Berkeley Lab Paves the Way for Real-time Ptychographic Data Streaming
CAMERA/ALS/STROBE Collaboration Yields Novel Image Data Workflow Pipeline
June 4, 2018
What began nearly a decade ago as a Berkeley Lab Laboratory-Directed Research and Development (LDRD) proposal is now a reality, and it is already changing the way scientists run experiments at the Advanced Light Source (ALS)—and, eventually, other light sources across the Department of Energy (DOE) complex—by enabling real-time streaming of ptychographic image data in a production environment.
In scientific experiments, ptychographic imaging combines scanning microscopy with diffraction measurements to characterize the structure and properties of matter and materials. While the method has been around for some 50 years, broad utilization has been hampered by the fact that the experimental process was slow and the computational processing of the data to produce a reconstructed image was expensive. But in recent years advances in detectors and x-ray microscopes at light sources such as the ALS have made it possible to measure a ptychographic dataset in seconds.
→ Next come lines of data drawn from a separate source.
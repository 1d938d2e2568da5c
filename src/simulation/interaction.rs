//! Interaction system: proximity-driven social gain
//!
//! Every pair of agents is compared each tick. This is quadratic in the
//! agent count and fine for the few hundred agents a tile map holds.
// TODO: bucket positions by tile once populations outgrow the pairwise scan

use ahash::AHashSet;

use crate::core::config::{InteractionConfig, NeedsConfig};
use crate::core::types::{EntityId, Tick, Vec2};
use crate::ecs::world::World;
use crate::entity::components::Position;
use crate::entity::needs::{NeedKind, Needs};
use crate::simulation::tick::SimEvent;

/// Unordered pair key, smaller id first
fn pair(a: EntityId, b: EntityId) -> (EntityId, EntityId) {
    if a <= b {
        (a, b)
    } else {
        (b, a)
    }
}

/// Pairs currently within interaction range
#[derive(Debug, Clone, Default)]
pub struct ContactTracker {
    contacts: AHashSet<(EntityId, EntityId)>,
}

impl ContactTracker {
    pub fn new() -> Self {
        Self::default()
    }

    pub fn in_contact(&self, a: EntityId, b: EntityId) -> bool {
        self.contacts.contains(&pair(a, b))
    }

    pub fn len(&self) -> usize {
        self.contacts.len()
    }

    pub fn is_empty(&self) -> bool {
        self.contacts.is_empty()
    }

    /// Run one interaction pass
    ///
    /// Both members of every pair closer than `radius` gain
    /// `dt * social_gain_per_ms` social, clamped to the ceiling. A `Met`
    /// event is emitted on the first tick a pair comes into range.
    pub fn update(
        &mut self,
        world: &mut World,
        dt_ms: f32,
        config: &InteractionConfig,
        needs_config: &NeedsConfig,
        tick: Tick,
        events: &mut Vec<SimEvent>,
    ) {
        let agents: Vec<(EntityId, Vec2)> = world
            .join::<Position, Needs>()
            .map(|(e, p, _)| (e, p.as_vec2()))
            .collect();
        let gain = dt_ms * config.social_gain_per_ms;

        let mut now = AHashSet::new();
        for (i, (a, pa)) in agents.iter().enumerate() {
            for (b, pb) in &agents[i + 1..] {
                if pa.distance(pb) >= config.radius {
                    continue;
                }
                let key = pair(*a, *b);
                if !self.contacts.contains(&key) {
                    tracing::debug!("Entities {} and {} met", key.0, key.1);
                    events.push(SimEvent::Met {
                        a: key.0,
                        b: key.1,
                        tick,
                    });
                }
                now.insert(key);

                for e in [*a, *b] {
                    if let Some(needs) = world.needs.get_mut(e) {
                        needs.adjust(NeedKind::Social, gain, needs_config);
                    }
                }
            }
        }
        self.contacts = now;
    }
}

#[cfg(test)]
mod tests {
    use super::*;

    fn agent(world: &mut World, x: f32, y: f32, social: f32) -> EntityId {
        let e = world.create_entity();
        world.add_component(e, Position::new(x, y));
        world.add_component(
            e,
            Needs {
                social,
                ..Needs::default()
            },
        );
        e
    }

    fn step(
        tracker: &mut ContactTracker,
        world: &mut World,
        dt_ms: f32,
        tick: Tick,
    ) -> Vec<SimEvent> {
        let mut events = Vec::new();
        tracker.update(
            world,
            dt_ms,
            &InteractionConfig::default(),
            &NeedsConfig::default(),
            tick,
            &mut events,
        );
        events
    }

    #[test]
    fn test_close_pair_gains_social() {
        let mut world = World::new();
        let a = agent(&mut world, 0.0, 0.0, 40.0);
        let b = agent(&mut world, 20.0, 0.0, 60.0);
        let far = agent(&mut world, 200.0, 0.0, 40.0);
        let mut tracker = ContactTracker::new();

        step(&mut tracker, &mut world, 100.0, 0);

        assert_eq!(world.get::<Needs>(a).unwrap().social, 45.0);
        assert_eq!(world.get::<Needs>(b).unwrap().social, 65.0);
        assert_eq!(world.get::<Needs>(far).unwrap().social, 40.0);
    }

    #[test]
    fn test_radius_is_exclusive() {
        let mut world = World::new();
        let a = agent(&mut world, 0.0, 0.0, 40.0);
        agent(&mut world, 30.0, 0.0, 40.0);
        let mut tracker = ContactTracker::new();

        let events = step(&mut tracker, &mut world, 100.0, 0);

        assert!(events.is_empty());
        assert_eq!(world.get::<Needs>(a).unwrap().social, 40.0);
    }

    #[test]
    fn test_social_capped_at_ceiling() {
        let mut world = World::new();
        let a = agent(&mut world, 0.0, 0.0, 99.0);
        agent(&mut world, 1.0, 1.0, 99.0);
        let mut tracker = ContactTracker::new();

        step(&mut tracker, &mut world, 1000.0, 0);

        assert_eq!(world.get::<Needs>(a).unwrap().social, 100.0);
    }

    #[test]
    fn test_met_emitted_once_per_encounter() {
        let mut world = World::new();
        let a = agent(&mut world, 0.0, 0.0, 40.0);
        let b = agent(&mut world, 10.0, 0.0, 40.0);
        let mut tracker = ContactTracker::new();

        let first = step(&mut tracker, &mut world, 100.0, 1);
        let second = step(&mut tracker, &mut world, 100.0, 2);

        assert_eq!(first, vec![SimEvent::Met { a, b, tick: 1 }]);
        assert!(second.is_empty());
        assert!(tracker.in_contact(b, a));

        // Separate, then meet again
        world.get_mut::<Position>(b).unwrap().x = 100.0;
        step(&mut tracker, &mut world, 100.0, 3);
        assert!(tracker.is_empty());
        world.get_mut::<Position>(b).unwrap().x = 10.0;
        let again = step(&mut tracker, &mut world, 100.0, 4);
        assert_eq!(again, vec![SimEvent::Met { a, b, tick: 4 }]);
    }

    #[test]
    fn test_agents_without_needs_are_ignored() {
        let mut world = World::new();
        let a = agent(&mut world, 0.0, 0.0, 40.0);
        let ghost = world.create_entity();
        world.add_component(ghost, Position::new(1.0, 0.0));
        let mut tracker = ContactTracker::new();

        let events = step(&mut tracker, &mut world, 100.0, 0);

        assert!(events.is_empty());
        assert_eq!(world.get::<Needs>(a).unwrap().social, 40.0);
    }
}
Reconstructing ptychographic datasets, however, is no trivial matter; the process involves solving a difficult phase-retrieval problem, calibrating optical elements and dealing with experimental outliers and “noise.” Enter SHARP (scalable heterogeneous adaptive real-time ptychography), an algorithmic framework and computer software that enables the reconstruction of millions of phases of ptychographic image data per second. Developed at Berkeley Lab through an international collaboration and rolled out in 2016, SHARP has had a demonstrable impact on productivity for scientists working at the ALS and other light sources across the Department of Energy complex.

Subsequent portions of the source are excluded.